Already pharmaceutical supply chains use blockchain to ensure compliance and traceability of pharmaceutical products, with MediLedger perhaps the most prominent blockchain-based solution used by the industry today. Describing itself as a “The Open Decentralized Network for the Pharmaceutical Industry”, MediLedger was established in recognition of the fact that blockchain has the total capacity to separate the silos dividing pharmaceutical suppliers and customers, through enabling secure records of every industry transaction and ensuring loyalty across supply chains.
But pharma isn’t the only industry already leveraging the groundbreaking technology that is blockchain. Multiple U.S.-based food producers, including Nestlé, Carrefour and Starbucks, have already begun trialing blockchain for inventory management, and the world has also recognised blockchain could be the answer to revolutionizing the healthcare industry. Between decentralising patient health history, and improving payment options, blockchain is becoming an incredibly valuable tool for healthcare.
With respect to the coronavirus pandemic especially, blockchain-based credentialing systems like ProCredEx could have a monumental impact on speeding up the onboarding process of new doctors and retired staff, enabling them to get to the front line and helping patients in need quicker.
Credentialing is usually an incredibly complicated and time-consuming process for doctors and healthcare workers, with hirers required to collect a huge variety of certificates and credentials before onboarding healthcare staff. In some instances, this can take not only months but years.
Using blockchain technology, however, ProCredEx can speed up that verification process enormously, making it an almost instantaneous transaction - something that is desperately required in the midst of a health pandemic, where retired workers and student nurses have been called upon to fight the infectious virus due to a lack of staff.

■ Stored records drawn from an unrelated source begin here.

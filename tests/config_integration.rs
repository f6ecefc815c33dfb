// SPDX-License-Identifier: MPL-2.0
use iced_toasts::config::{self, Config, QueueConfig, TimerStartMode};
use iced_toasts::queue::{ManualClock, TimerStart, ToastQueue};
use iced_toasts::ui::notifications::{Severity, ToastContent};
use std::rc::Rc;
use std::time::Duration;
use tempfile::tempdir;

#[test]
fn queue_built_from_saved_settings_honours_them() {
    let dir = tempdir().expect("Failed to create temporary directory");
    let settings = Config {
        queue: QueueConfig {
            max_visible_toasts: Some(2),
            default_timeout_ms: Some(7_000),
            timer_start: Some(TimerStartMode::OnVisible),
            ..QueueConfig::default()
        },
        ..Config::default()
    };
    config::save_with_override(&settings, Some(dir.path().to_path_buf()))
        .expect("Failed to write config file");

    let (loaded, warning) = config::load_with_override(Some(dir.path().to_path_buf()));
    assert!(warning.is_none());

    let options = loaded.queue_options();
    assert_eq!(options.max_visible_toasts, 2);
    assert_eq!(options.timer_start, TimerStart::OnVisible);

    let clock = ManualClock::new();
    let mut queue = ToastQueue::with_clock(options, Rc::new(clock.clone()));
    for i in 0..3 {
        let content = ToastContent::success(format!("toast {i}"), "saved");
        let toast_options = Severity::Success.toast_options(&loaded);
        queue.add(content, toast_options);
    }
    assert_eq!(queue.visible_count(), 2);

    // The pending toast's timer has not started yet
    clock.advance(Duration::from_secs(7));
    let expired = queue.tick();
    assert_eq!(expired.len(), 2);
    assert_eq!(queue.visible_count(), 1);
    assert_eq!(queue.pending_count(), 0);

    clock.advance(Duration::from_secs(7));
    assert_eq!(queue.tick().len(), 1);
    assert!(queue.is_empty());
}

#[test]
fn written_file_uses_sections() {
    let dir = tempdir().expect("Failed to create temporary directory");
    let path = dir.path().join("settings.toml");
    config::save_to_path(&Config::default(), &path).expect("Failed to write config file");

    let content = std::fs::read_to_string(&path).expect("Failed to read config file");
    assert!(content.contains("[queue]"));
    assert!(content.contains("max_visible_toasts = 5"));
    assert!(content.contains("timer_start = \"on-add\""));
}
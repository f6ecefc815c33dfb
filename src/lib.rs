// SPDX-License-Identifier: MPL-2.0
//! `iced_toasts` is a toast notification queue with an Iced display layer.
//!
//! The [`queue`] module holds the toolkit-independent core: a bounded,
//! ordered [`ToastQueue`](queue::ToastQueue) with synchronous subscribers
//! and pausable auto-dismiss timers. [`ui::notifications`] renders the
//! visible toasts with Iced widgets, and [`app`] is a small demo window.

pub mod app;
pub mod config;
pub mod error;
pub mod logging;
pub mod queue;
pub mod ui;
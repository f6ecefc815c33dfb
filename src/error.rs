// SPDX-License-Identifier: MPL-2.0
use std::fmt;

/// Errors raised while loading or saving settings.
///
/// Queue operations never fail; only the configuration layer returns this.
#[derive(Debug, Clone)]
pub enum Error {
    Io(String),
    Config(String),
}

impl fmt::Display for Error {
    fn fmt(&self, f: &mut fmt::Formatter<'_>) -> fmt::Result {
        match self {
            Error::Io(e) => write!(f, "I/O Error: {}", e),
            Error::Config(e) => write!(f, "Config Error: {}", e),
        }
    }
}

impl std::error::Error for Error {}

impl From<std::io::Error> for Error {
    fn from(err: std::io::Error) -> Self {
        Error::Io(err.to_string())
    }
}

impl From<toml::de::Error> for Error {
    fn from(err: toml::de::Error) -> Self {
        Error::Config(err.to_string())
    }
}

impl From<toml::ser::Error> for Error {
    fn from(err: toml::ser::Error) -> Self {
        Error::Config(err.to_string())
    }
}

pub type Result<T> = std::result::Result<T, Error>;

#[cfg(test)]
mod tests {
    use super::*;

    #[test]
    fn display_formats_io_error() {
        let err = Error::Io("disk failure".to_string());
        assert_eq!(format!("{}", err), "I/O Error: disk failure");
    }

    #[test]
    fn from_io_error_produces_io_variant() {
        let io_error = std::io::Error::other("boom");
        let err: Error = io_error.into();
        match err {
            Error::Io(message) => assert!(message.contains("boom")),
            _ => panic!("expected Io variant"),
        }
    }

    #[test]
    fn from_toml_error_produces_config_variant() {
        let toml_error = toml::from_str::<toml::Table>("= broken").unwrap_err();
        let err: Error = toml_error.into();
        assert!(matches!(err, Error::Config(_)));
        assert!(err.to_string().starts_with("Config Error:"));
    }
}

In terms of patient data management, blockchain could have even further benefits. Blockchain technology could help in the secure management of health records, including patients’ data, number of people testing positive to COVID-19 antibodies via Cellex rapid tests, and progress to recovery, enabling government and healthcare workers to access this critical data (without any chance of compromising it) instantaneously.
This data could be transferred across borders, allowing immigration officials to choose who can and cannot enter a country, according to factual health data. At the same time, access to this data would be restricted from anyone unauthorised to access it, ensuring data privacy at all times.
Taking this a step further, blockchain could be used for surveillance purposes, allowing authorised agencies access to data concerning the people residing in their areas, for monitoring purposes.
The COVID-19 pandemic will most certainly propel blockchain into the spotlight and onto the agenda for many businesses - if it wasn’t already, as one of the buzzwords of recent years.
Even before the novel coronavirus around 92 percent of companies believed their business models needed to change because of digitisation, but the COVID-19 crisis has shed light on how vulnerable companies really are.
Those businesses that were already tech-enabled, operated off the cloud, and were able to use machine-learning to quickly readjust targets, expectations and business operations in the face of a global crisis are the ones that will come out on top after all this is over, and blockchain will play a big part in recovery and moving forward.